Ingredients:
- 1.75 lbs bone-in, skin-on chicken thighs
- 1 tsp kosher salt
- 0.5 tsp cracked black pepper
- 2 tbsp neutral oil
- 2 large yellow onions, thinly sliced (approx. 500g)
- 1.1 oz French onion soup mix packet
- 10.5 oz condensed French onion soup
- 0.5 cup dry white wine
- 1 cup low-sodium chicken broth
- 2 cloves garlic, minced
- 1 tsp fresh thyme leaves
- 1 cup shredded Gruyère cheese
- 1 tbsp fresh parsley, chopped
Instructions:
- Pat the chicken thighs bone-dry with paper towels and season both sides with salt and pepper.

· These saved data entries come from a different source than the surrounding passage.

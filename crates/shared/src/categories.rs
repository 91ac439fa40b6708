//! Gift classification for the wish-list tabs.
//!
//! A category stored on the gift at data entry always wins. Gifts without
//! one are classified by the first rule whose keyword occurs in the
//! lowercased name; gifts no rule matches stay in [`GiftCategory::All`].

use crate::domain::{Gift, GiftCategory, GiftId};
use serde::{Deserialize, Serialize};

#[derive(Debug, Clone, Copy)]
pub struct CategoryRule {
    pub category: GiftCategory,
    pub keywords: &'static [&'static str],
}

/// Evaluated top to bottom; order is significant.
pub const CATEGORY_RULES: &[CategoryRule] = &[
    CategoryRule {
        category: GiftCategory::Money,
        keywords: &["money"],
    },
    CategoryRule {
        category: GiftCategory::Fashion,
        keywords: &["sneaker", "wear", "hoodie", "bag", "cologne"],
    },
    CategoryRule {
        category: GiftCategory::Tech,
        keywords: &["laptop", "tablet", "phone"],
    },
    CategoryRule {
        category: GiftCategory::Experience,
        keywords: &["getaway", "course", "seat"],
    },
];

pub fn classify_name(name: &str) -> GiftCategory {
    let name = name.to_lowercase();
    CATEGORY_RULES
        .iter()
        .find(|rule| rule.keywords.iter().any(|kw| name.contains(kw)))
        .map(|rule| rule.category)
        .unwrap_or(GiftCategory::All)
}

pub fn effective_category(gift: &Gift) -> GiftCategory {
    gift.category.unwrap_or_else(|| classify_name(&gift.name))
}

#[derive(Debug, Clone, PartialEq, Eq, Serialize, Deserialize)]
pub struct CategoryTab {
    pub category: GiftCategory,
    pub label: String,
    pub gift_ids: Vec<GiftId>,
    pub available_count: usize,
}

/// Builds one tab per category in display order. The `all` tab holds every
/// gift; the others hold the gifts classified into them. Input order is kept.
pub fn partition(gifts: &[Gift]) -> Vec<CategoryTab> {
    GiftCategory::TAB_ORDER
        .iter()
        .map(|&category| {
            let members: Vec<&Gift> = gifts
                .iter()
                .filter(|gift| category == GiftCategory::All || effective_category(gift) == category)
                .collect();
            CategoryTab {
                category,
                label: category.label().to_string(),
                available_count: members.iter().filter(|g| !g.is_reserved()).count(),
                gift_ids: members.iter().map(|g| g.gift_id).collect(),
            }
        })
        .collect()
}

#[cfg(test)]
#[path = "tests/categories_tests.rs"]
mod tests;
// SPDX-License-Identifier: MPL-2.0

//! Photo booth application
//!
//! This module contains the application state, message handling and the
//! session logic. Rendering lives in [`crate::terminal`].
//!
//! # Architecture
//!
//! - `state`: Application state types (AppModel, Message, CaptureStage, etc.)
//! - `session`: Photos of the current strip, view, timer and flash toggles
//! - `film_strip`: Drag-to-reorder and swipe-to-delete bookkeeping
//! - `handlers`: Message handlers grouped by domain
//! - `update`: Message dispatch
//! - `task` / `runtime`: Deferred work and the executor that runs it
//!
//! # Main Types
//!
//! - `AppModel`: Main application state with camera management
//! - `Message`: All possible user interactions and system events
//! - `Task`: Work an update schedules (delays, pipeline runs)

pub mod film_strip;
mod handlers;
pub mod runtime;
pub mod session;
mod state;
pub mod task;
mod update;

pub use film_strip::{DragState, FilmStrip};
pub use runtime::Executor;
pub use session::{Photo, PhotoId, Session, View};
pub use state::{AppModel, Backends, CameraStatus, CaptureStage, Message};
pub use task::Task;
// SPDX-License-Identifier: GPL-3.0-only

use std::process::Command;

fn main() {
    // Re-run build script if git HEAD changes
    println!("cargo::rerun-if-changed=.git/HEAD");
    println!("cargo::rerun-if-changed=.git/refs/tags");
    println!("cargo::rerun-if-env-changed=PHOTOBOOTH_VERSION");

    // Packagers can pin the version string without a git checkout
    let version = match std::env::var("PHOTOBOOTH_VERSION") {
        Ok(v) => v,
        Err(_) => git_version().unwrap_or_else(|| env!("CARGO_PKG_VERSION").to_string()),
    };

    println!("cargo::rustc-env=GIT_VERSION={}", version);
}

fn git_version() -> Option<String> {
    let output = Command::new("git")
        .args(["describe", "--tags", "--always", "--match", "v*"])
        .output()
        .ok()?;

    if !output.status.success() {
        return None;
    }

    let version = String::from_utf8_lossy(&output.stdout).trim().to_string();
    if version.is_empty() {
        None
    } else {
        Some(version)
    }
}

- Heat oil in a 12-inch cast-iron skillet over medium-high heat. Place chicken skin-side down and sear for 6–8 minutes until golden. Flip and sear for 3 minutes, then remove chicken and set aside.

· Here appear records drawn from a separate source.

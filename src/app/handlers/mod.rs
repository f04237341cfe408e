// SPDX-License-Identifier: GPL-3.0-only

//! Message handler modules
//!
//! This module organizes message handlers by functional domain,
//! keeping related functionality together for easier maintenance.

pub mod capture;
pub mod navigation;
pub mod strip;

- Reduce heat to medium. Add sliced onions to the skillet and sauté for 10 minutes in the chicken fat. Stir in minced garlic and thyme, cooking for 60 seconds.
- Pour in the white wine, scraping the bottom of the pan with a wooden spoon to release the fond. Stir in the soup mix, condensed soup, and chicken broth.

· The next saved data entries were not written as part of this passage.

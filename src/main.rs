// SPDX-License-Identifier: GPL-3.0-only

use clap::{Parser, Subcommand};
use photobooth::config::{Config, log_file_path};
use photobooth::filters::FilterType;
use std::path::PathBuf;

mod cli;

#[derive(Parser)]
#[command(name = "photobooth")]
#[command(about = "Photo booth for the terminal: three shots, one film strip")]
#[command(version = env!("GIT_VERSION"))]
#[command(subcommand_required = false)]
struct Cli {
    #[command(subcommand)]
    command: Option<Commands>,
}

#[derive(Subcommand)]
enum Commands {
    /// Run the interactive booth (default)
    Terminal {
        /// Use a synthetic test card instead of a webcam
        #[arg(long)]
        synthetic: bool,

        /// Camera index to use (from 'photobooth list')
        #[arg(short, long)]
        camera: Option<usize>,
    },

    /// List available cameras
    List,

    /// List the filter catalog
    Filters,

    /// Capture a strip without the UI, one photo per filter
    Strip {
        /// Filters in capture order
        #[arg(
            short,
            long,
            value_enum,
            value_delimiter = ',',
            default_value = "normal,mono,sepia"
        )]
        filters: Vec<FilterType>,

        /// Use a synthetic test card instead of a webcam
        #[arg(long)]
        synthetic: bool,

        /// Camera index to use (from 'photobooth list')
        #[arg(short, long)]
        camera: Option<usize>,

        /// Directory for the strip (default: ~/Pictures/photobooth)
        #[arg(short, long)]
        output: Option<PathBuf>,

        /// Hand the strip to the desktop instead of only saving it
        #[arg(long)]
        share: bool,
    },

    /// Show the effective configuration
    Config {
        /// Write the effective configuration to the config file
        #[arg(long)]
        init: bool,
    },
}

fn main() -> Result<(), Box<dyn std::error::Error>> {
    let cli = Cli::parse();

    // Terminal mode owns the screen, so its logs go to a file
    let interactive = matches!(cli.command, None | Some(Commands::Terminal { .. }));
    init_logging(interactive)?;

    let mut config = Config::load();

    match cli.command {
        None => cli::run_terminal(config, false),
        Some(Commands::Terminal { synthetic, camera }) => {
            if let Some(camera) = camera {
                config.camera_index = camera;
            }
            cli::run_terminal(config, synthetic)
        }
        Some(Commands::List) => cli::list_cameras(),
        Some(Commands::Filters) => cli::list_filters(),
        Some(Commands::Strip {
            filters,
            synthetic,
            camera,
            output,
            share,
        }) => {
            if let Some(camera) = camera {
                config.camera_index = camera;
            }
            if let Some(output) = output {
                config.export_dir = output;
            }
            cli::capture_strip(config, filters, synthetic, share)
        }
        Some(Commands::Config { init }) => cli::show_config(&config, init),
    }
}

/// Initialize logging
///
/// Set RUST_LOG environment variable to control log level.
/// Examples: RUST_LOG=debug, RUST_LOG=photobooth=debug, RUST_LOG=info
fn init_logging(to_file: bool) -> Result<(), Box<dyn std::error::Error>> {
    let filter = tracing_subscriber::EnvFilter::try_from_default_env()
        .unwrap_or_else(|_| tracing_subscriber::EnvFilter::new("warn"));

    if to_file {
        let path = log_file_path();
        if let Some(parent) = path.parent() {
            std::fs::create_dir_all(parent)?;
        }
        let file = std::fs::OpenOptions::new()
            .create(true)
            .append(true)
            .open(&path)?;
        tracing_subscriber::fmt()
            .with_env_filter(filter)
            .with_writer(std::sync::Mutex::new(file))
            .with_ansi(false)
            .with_target(true)
            .with_level(true)
            .init();
    } else {
        tracing_subscriber::fmt()
            .with_env_filter(filter)
            .with_writer(std::io::stderr)
            .with_target(true)
            .with_level(true)
            .init();
    }
    Ok(())
}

- Return the chicken to the pan. Simmer over low heat for 15-20 minutes or until chicken reaches an internal temperature of 175°F (79°C).
- Top each chicken thigh with shredded Gruyère cheese. Cover the pan for 2 minutes or place under a broiler until melted and bubbly. Garnish with fresh parsley.